If she hadn’t listened to the little voice, her diagnosis could have been put off longer and her results may not have been favorable.

Fassino said she has no family history of breast cancer so “I was the pioneer in my family.” She added in this past year one of her cousins was diagnosed with a different kind of breast cancer.

“She was Stage Zero,” Fassino said, adding the woman is in her 70s. “I was diagnosed at 45.”

Fassino said she had become more mindful of early diagnosis through her involvement with the Relay For Life. She knew very few people with breast cancer, but that has changed over the years among her groups of friends.

“I sought out support and I readily was able to find support groups,” she said.

Fassino found resources through the American Cancer Society as well as through her doctors and area hospitals.

“To be able to sit in a room with eight to 10 people with types of cancer other than breast cancer was really eye opening,” Fassino said, adding initially it was “foreign” to share her story, but she found it “quite helpful, enlightening and powerful.”

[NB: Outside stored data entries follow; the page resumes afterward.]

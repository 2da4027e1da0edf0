#![allow(missing_docs)]

use std::collections::BTreeMap;

use flatval::{
    table::{capacity_for, MIN_CAPACITY},
    FlatError, Reader, Value, Writer, WriterOptions,
};
use proptest::prelude::*;

fn open(value: &Value, load: f64) -> Reader {
    let buf = Writer::with_options(WriterOptions::default().max_load_factor(load))
        .serialize(value)
        .expect("serialize");
    Reader::from_bytes(buf).expect("open")
}

#[test]
fn capacities_leave_an_unused_slot() {
    assert_eq!(capacity_for(0, 0.75), Some(MIN_CAPACITY));
    assert_eq!(capacity_for(6, 0.75), Some(8));
    assert_eq!(capacity_for(7, 0.75), Some(16));
    assert_eq!(capacity_for(7, 1.0), Some(8));
    assert_eq!(capacity_for(8, 1.0), Some(16));
    assert_eq!(capacity_for(u32::MAX, 1.0), None);
}

#[test]
fn full_load_tables_still_terminate_misses() {
    let keys: Vec<Value> = (0..7u32).map(Value::U32).collect();
    let reader = open(&Value::Set(keys), 1.0);
    let root = reader.root().unwrap();
    assert_eq!(reader.table_len(root).unwrap(), 7);
    for k in 0..7u32 {
        assert!(reader.set_contains(root, &Value::U32(k)).unwrap());
    }
    for k in 7..64u32 {
        assert!(!reader.set_contains(root, &Value::U32(k)).unwrap());
    }
}

#[test]
fn numeric_keys_collapse_across_kinds() {
    let map = Value::Map(vec![
        (Value::U8(1), Value::from("first")),
        (Value::I64(1), Value::from("second")),
        (Value::F32(1.0), Value::from("third")),
        (Value::I8(-1), Value::from("negative")),
    ]);
    let reader = open(&map, 0.75);
    let root = reader.root().unwrap();
    assert_eq!(reader.table_len(root).unwrap(), 2);
    let hit = reader.map_get(root, &Value::U64(1)).unwrap().unwrap();
    assert_eq!(reader.str(hit).unwrap(), "third");
    let hit = reader.map_get(root, &Value::I32(-1)).unwrap().unwrap();
    assert_eq!(reader.str(hit).unwrap(), "negative");
    assert!(reader.map_get(root, &Value::from("1")).unwrap().is_none());
}

#[test]
fn containers_work_as_keys() {
    let set_key = Value::Set(vec![Value::from("a"), Value::from("b")]);
    let map_key = Value::Map(vec![(Value::U8(1), Value::Empty)]);
    let vec_key = Value::Vector(vec![Value::U8(1), Value::from("z")]);
    let map = Value::Map(vec![
        (set_key, Value::U8(1)),
        (map_key, Value::U8(2)),
        (vec_key, Value::U8(3)),
        (Value::Map(vec![]), Value::U8(4)),
    ]);
    let reader = open(&map, 0.75);
    let root = reader.root().unwrap();

    let probe = Value::Set(vec![Value::from("b"), Value::from("a"), Value::from("a")]);
    let hit = reader.map_get(root, &probe).unwrap().unwrap();
    assert_eq!(reader.number(hit).unwrap(), flatval::Number::UInt(1));

    let probe = Value::Map(vec![(Value::I64(1), Value::Empty)]);
    assert!(reader.map_get(root, &probe).unwrap().is_some());

    let probe = Value::Vector(vec![Value::I16(1), Value::from("z")]);
    assert!(reader.map_get(root, &probe).unwrap().is_some());

    assert!(reader.map_get(root, &Value::Map(vec![])).unwrap().is_some());
    assert!(reader.map_get(root, &Value::Set(vec![])).unwrap().is_none());
}

#[test]
fn keys_from_the_same_buffer_are_accepted() {
    let inner = Value::Set(vec![Value::from("k"), Value::U8(9)]);
    let doc = Value::Vector(vec![
        Value::Set(vec![inner.clone()]),
        inner,
    ]);
    let reader = open(&doc, 0.75);
    let root = reader.root().unwrap();
    let table = reader.vector_item(root, 0).unwrap();
    let key = reader.vector_item(root, 1).unwrap();
    assert!(reader.set_contains(table, key).unwrap());
    let nine = reader
        .entries(key)
        .unwrap()
        .map(|entry| entry.unwrap().0)
        .find(|k| reader.eq_value(*k, &Value::U8(9)).unwrap())
        .unwrap();
    assert!(!reader.set_contains(table, nine).unwrap());
}

#[test]
fn lookups_reject_wrong_kinds_and_unhashable_keys() {
    let reader = open(&Value::Set(vec![Value::U8(1)]), 0.75);
    let root = reader.root().unwrap();
    assert!(matches!(
        reader.map_get(root, &Value::U8(1)),
        Err(FlatError::TypeMismatch { expected: "map", .. })
    ));

    let plain = WriterOptions::default().hashable_vectors(false);
    let buf = Writer::with_options(plain)
        .serialize(&Value::Vector(vec![
            Value::Set(vec![Value::U8(1)]),
            Value::Vector(vec![Value::U8(1)]),
        ]))
        .unwrap();
    let reader = Reader::from_bytes(buf).unwrap();
    let root = reader.root().unwrap();
    let table = reader.vector_item(root, 0).unwrap();
    let key = reader.vector_item(root, 1).unwrap();
    assert!(matches!(
        reader.set_contains(table, key),
        Err(FlatError::Unhashable("vector"))
    ));
}

#[test]
fn invalid_load_factors_are_rejected() {
    for load in [0.0, -0.5, 1.5, f64::NAN] {
        let writer = Writer::with_options(WriterOptions::default().max_load_factor(load));
        assert!(matches!(
            writer.serialize(&Value::Set(vec![Value::U8(1)])),
            Err(FlatError::Invalid(_))
        ));
    }
}

proptest! {
    #![proptest_config(ProptestConfig::with_cases(64))]

    #[test]
    fn inserted_keys_are_found(
        entries in proptest::collection::vec((any::<i64>(), any::<u32>()), 0..200),
        misses in proptest::collection::vec(any::<i64>(), 0..50),
        full in any::<bool>(),
    ) {
        let expected: BTreeMap<i64, u32> = entries.iter().copied().collect();
        let map = Value::Map(
            entries
                .iter()
                .map(|&(k, v)| (Value::I64(k), Value::U32(v)))
                .collect(),
        );
        let reader = open(&map, if full { 1.0 } else { 0.5 });
        let root = reader.root().unwrap();
        prop_assert_eq!(reader.table_len(root).unwrap() as usize, expected.len());
        for (k, v) in &expected {
            let hit = reader.map_get(root, &Value::I64(*k)).unwrap();
            prop_assert_eq!(
                hit.map(|h| reader.number(h).unwrap()),
                Some(flatval::Number::UInt(*v as u64))
            );
        }
        for k in misses.iter().filter(|k| !expected.contains_key(k)) {
            prop_assert!(reader.map_get(root, &Value::I64(*k)).unwrap().is_none());
        }
    }
}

Notingthe mind will go to “dark places” after diagnosis, Fassino said she appreciates support groups “to be able to share it with people who are on the same road as you.”

She is active with the American Cancer society and breast cancer groups in the area, attending several regular meetings and activities each month, among them Breast Cancer Support Services (serving Hamilton County and North Georgia), American Cancer Society and MaryEllen Locher Breast Center, at CHI Memorial Hospital Chattanooga.

“There’s so many places to reach out to and I try to be involved in all of them,” Fassino said.

Cognizant of her own experience, and addingshe lost her father to cancer in the 1980s, Fassino said more people are surviving today than ever before. She also shared that four years after her breast cancer diagnosis, she was diagnosed with thyroid cancer.

“I thought, ‘Well, I can’t just work for breast cancer fundraising and awareness,’” she said.

After diagnosis, when she walked out of the doctor’s office, she told her husband she wanted “to be able to help the next person who goes through this.”

Part of Fassino’s recovery has included exercise. She has practiced Tai Chi and yoga for their beneficial effects.

“The mind is a very powerful thing,” she said, adding her doctor told her “your attitude is 90 percent of what will heal you.”

“That has rang true for me and other people I know,” Fassino said. “Positivity breeds positivity. I may not have been as positive before my diagnosis, but I think I certainly evolved into a more positive person through this.

“Faith, family, friends and community were also a major part of my healing, as well,” she added.

Fassino credits her husband, Gary, and their children, Steve and Rachel, for being so supportive throughout her breast cancer journey. Her family has been involved in several of her activities, including being active with Relay For Life, where she has been a team captain for 15 years.

Fassino said she is glad to share her story to help others, noting she has spoken at churches, schools and community events.

“Every day you’ve got to just go forward and be thankful and grateful — and I am,” Fassino said.